EXERCISE OBJECTIVE: Print the entries exactly as given.

Extracted data entries:
*****
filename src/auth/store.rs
use std::path::PathBuf;

use async_trait::async_trait;
use serde_json::Value;
use tracing::warn;

use crate::error::AppError;

/// Storage abstraction for the persisted token record.
///
/// Records are raw JSON values: interpreting (and rejecting malformed)
/// records is the credential manager's job, so a corrupt record leads to
/// re-authentication instead of a hard failure. Only faults in the storage
/// subsystem itself are reported as errors.
#[async_trait]
pub trait TokenStore: Send + Sync {
    async fn load(&self) -> Result<Option<Value>, AppError>;
    async fn save(&self, record: &Value) -> Result<(), AppError>;
    async fn clear(&self) -> Result<(), AppError>;
}

/// File-backed token store holding one JSON record per configured account.
#[derive(Debug, Clone)]
pub struct FileTokenStore {
    path: PathBuf,
}

impl FileTokenStore {
    pub fn new(path: PathBuf) -> Self {
        Self { path }
    }

    pub fn default_path() -> PathBuf {
        dirs::config_dir()
            .map(|dir| dir.join("chargectl").join("tokens.json"))
            .unwrap_or_else(|| PathBuf::from("tokens.json"))
    }

    pub fn path(&self) -> &PathBuf {
        &self.path
    }
}

#[async_trait]
impl TokenStore for FileTokenStore {
    async fn load(&self) -> Result<Option<Value>, AppError> {
        let raw = match tokio::fs::read_to_string(&self.path).await {
            Ok(raw) => raw,
            Err(err) if err.kind() == std::io::ErrorKind::NotFound => return Ok(None),
            Err(err) => return Err(AppError::Storage(err.to_string())),
        };
        match serde_json::from_str(&raw) {
            Ok(value) => Ok(Some(value)),
            Err(err) => {
                // Unparseable records surface as a non-mapping value so the
                // manager treats them as unauthenticated rather than fatal.
                warn!(path = %self.path.display(), error = %err, "token record is not valid JSON");
                Ok(Some(Value::Null))
            }
        }
    }

    async fn save(&self, record: &Value) -> Result<(), AppError> {
        if let Some(parent) = self.path.parent() {
            tokio::fs::create_dir_all(parent)
                .await
                .map_err(|err| AppError::Storage(err.to_string()))?;
        }

        // Write-then-rename so a crash mid-save never truncates the record.
        let tmp = self.path.with_extension("json.tmp");
        let serialized =
            serde_json::to_vec_pretty(record).map_err(|err| AppError::Storage(err.to_string()))?;
        tokio::fs::write(&tmp, serialized)
            .await
            .map_err(|err| AppError::Storage(err.to_string()))?;
        #[cfg(unix)]
        {
            use std::os::unix::fs::PermissionsExt;
            tokio::fs::set_permissions(&tmp, std::fs::Permissions::from_mode(0o600))
                .await
                .map_err(|err| AppError::Storage(err.to_string()))?;
        }
        tokio::fs::rename(&tmp, &self.path)
            .await
            .map_err(|err| AppError::Storage(err.to_string()))
    }

    async fn clear(&self) -> Result<(), AppError> {
        match tokio::fs::remove_file(&self.path).await {
            Ok(()) => Ok(()),
            Err(err) if err.kind() == std::io::ErrorKind::NotFound => Ok(()),
            Err(err) => Err(AppError::Storage(err.to_string())),
        }
    }
}
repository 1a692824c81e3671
use serde::{Deserialize, Serialize};

/// Access/refresh token pair as persisted for the configured account.
///
/// A usable pair always carries a non-empty access token; the refresh token
/// may be absent, which forces a full password-grant login on the next
/// refresh cycle.
#[derive(Debug, Clone, Serialize, Deserialize)]
pub struct TokenPair {
    pub access_token: String,
    #[serde(default)]
    pub refresh_token: Option<String>,
}
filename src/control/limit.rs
use std::sync::Arc;

use serde_json::json;
use tracing::info;

use super::put_with_reauth;
use crate::api::client::ChargerApi;
use crate::auth::manager::CredentialManager;
use crate::error::AppError;

/// Sets the charge limit percentage on one connector and tracks the last
/// applied value.
pub struct LimitController {
    api: ChargerApi,
    auth: Arc<CredentialManager>,
    charger_id: u32,
    charger_position: u32,
    current: Option<u8>,
}

impl LimitController {
    pub fn new(
        api: ChargerApi,
        auth: Arc<CredentialManager>,
        charger_id: u32,
        charger_position: u32,
    ) -> Self {
        Self {
            api,
            auth,
            charger_id,
            charger_position,
            current: None,
        }
    }

    /// Last limit the server acknowledged, if any.
    pub fn current_limit(&self) -> Option<u8> {
        self.current
    }

    pub async fn set_limit(&mut self, percentage: u8) -> Result<(), AppError> {
        if percentage > 100 {
            return Err(AppError::InvalidInput(format!(
                "charge limit must be within 0-100, got {percentage}"
            )));
        }

        let body = json!({
            "mode": "NORMAL",
            "limit": {"unit": "PERCENTAGE", "value": percentage},
        });
        put_with_reauth(
            &self.api,
            &self.auth,
            self.charger_id,
            self.charger_position,
            &body,
        )
        .await?;
        self.current = Some(percentage);
        info!(percentage, "charge limit set");
        Ok(())
    }
}
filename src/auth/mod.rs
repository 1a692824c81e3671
pub mod credentials;
pub mod manager;
pub mod store;
pub mod token;
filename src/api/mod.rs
pub mod client;
pub mod response;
*****
THE COMPLETED TASK:
filename src/auth/store.rs
use std::path::PathBuf;

use async_trait::async_trait;
use serde_json::Value;
use tracing::warn;

use crate::error::AppError;

/// Storage abstraction for the persisted token record.
///
/// Records are raw JSON values: interpreting (and rejecting malformed)
/// records is the credential manager's job, so a corrupt record leads to
/// re-authentication instead of a hard failure. Only faults in the storage
/// subsystem itself are reported as errors.
#[async_trait]
pub trait TokenStore: Send + Sync {
    async fn load(&self) -> Result<Option<Value>, AppError>;
    async fn save(&self, record: &Value) -> Result<(), AppError>;
    async fn clear(&self) -> Result<(), AppError>;
}

/// File-backed token store holding one JSON record per configured account.
#[derive(Debug, Clone)]
pub struct FileTokenStore {
    path: PathBuf,
}

impl FileTokenStore {
    pub fn new(path: PathBuf) -> Self {
        Self { path }
    }

    pub fn default_path() -> PathBuf {
        dirs::config_dir()
            .map(|dir| dir.join("chargectl").join("tokens.json"))
            .unwrap_or_else(|| PathBuf::from("tokens.json"))
    }

    pub fn path(&self) -> &PathBuf {
        &self.path
    }
}

#[async_trait]
impl TokenStore for FileTokenStore {
    async fn load(&self) -> Result<Option<Value>, AppError> {
        let raw = match tokio::fs::read_to_string(&self.path).await {
            Ok(raw) => raw,
            Err(err) if err.kind() == std::io::ErrorKind::NotFound => return Ok(None),
            Err(err) => return Err(AppError::Storage(err.to_string())),
        };
        match serde_json::from_str(&raw) {
            Ok(value) => Ok(Some(value)),
            Err(err) => {
                // Unparseable records surface as a non-mapping value so the
                // manager treats them as unauthenticated rather than fatal.
                warn!(path = %self.path.display(), error = %err, "token record is not valid JSON");
                Ok(Some(Value::Null))
            }
        }
    }

    async fn save(&self, record: &Value) -> Result<(), AppError> {
        if let Some(parent) = self.path.parent() {
            tokio::fs::create_dir_all(parent)
                .await
                .map_err(|err| AppError::Storage(err.to_string()))?;
        }

        // Write-then-rename so a crash mid-save never truncates the record.
        let tmp = self.path.with_extension("json.tmp");
        let serialized =
            serde_json::to_vec_pretty(record).map_err(|err| AppError::Storage(err.to_string()))?;
        tokio::fs::write(&tmp, serialized)
            .await
            .map_err(|err| AppError::Storage(err.to_string()))?;
        #[cfg(unix)]
        {
            use std::os::unix::fs::PermissionsExt;
            tokio::fs::set_permissions(&tmp, std::fs::Permissions::from_mode(0o600))
                .await
                .map_err(|err| AppError::Storage(err.to_string()))?;
        }
        tokio::fs::rename(&tmp, &self.path)
            .await
            .map_err(|err| AppError::Storage(err.to_string()))
    }

    async fn clear(&self) -> Result<(), AppError> {
        match tokio::fs::remove_file(&self.path).await {
            Ok(()) => Ok(()),
            Err(err) if err.kind() == std::io::ErrorKind::NotFound => Ok(()),
            Err(err) => Err(AppError::Storage(err.to_string())),
        }
    }
}
repository 1a692824c81e3671
use serde::{Deserialize, Serialize};

/// Access/refresh token pair as persisted for the configured account.
///
/// A usable pair always carries a non-empty access token; the refresh token
/// may be absent, which forces a full password-grant login on the next
/// refresh cycle.
#[derive(Debug, Clone, Serialize, Deserialize)]
pub struct TokenPair {
    pub access_token: String,
    #[serde(default)]
    pub refresh_token: Option<String>,
}
filename src/control/limit.rs
use std::sync::Arc;

use serde_json::json;
use tracing::info;

use super::put_with_reauth;
use crate::api::client::ChargerApi;
use crate::auth::manager::CredentialManager;
use crate::error::AppError;

/// Sets the charge limit percentage on one connector and tracks the last
/// applied value.
pub struct LimitController {
    api: ChargerApi,
    auth: Arc<CredentialManager>,
    charger_id: u32,
    charger_position: u32,
    current: Option<u8>,
}

impl LimitController {
    pub fn new(
        api: ChargerApi,
        auth: Arc<CredentialManager>,
        charger_id: u32,
        charger_position: u32,
    ) -> Self {
        Self {
            api,
            auth,
            charger_id,
            charger_position,
            current: None,
        }
    }

    /// Last limit the server acknowledged, if any.
    pub fn current_limit(&self) -> Option<u8> {
        self.current
    }

    pub async fn set_limit(&mut self, percentage: u8) -> Result<(), AppError> {
        if percentage > 100 {
            return Err(AppError::InvalidInput(format!(
                "charge limit must be within 0-100, got {percentage}"
            )));
        }

        let body = json!({
            "mode": "NORMAL",
            "limit": {"unit": "PERCENTAGE", "value": percentage},
        });
        put_with_reauth(
            &self.api,
            &self.auth,
            self.charger_id,
            self.charger_position,
            &body,
        )
        .await?;
        self.current = Some(percentage);
        info!(percentage, "charge limit set");
        Ok(())
    }
}
filename src/auth/mod.rs
repository 1a692824c81e3671
pub mod credentials;
pub mod manager;
pub mod store;
pub mod token;
filename src/api/mod.rs
pub mod client;
pub mod response;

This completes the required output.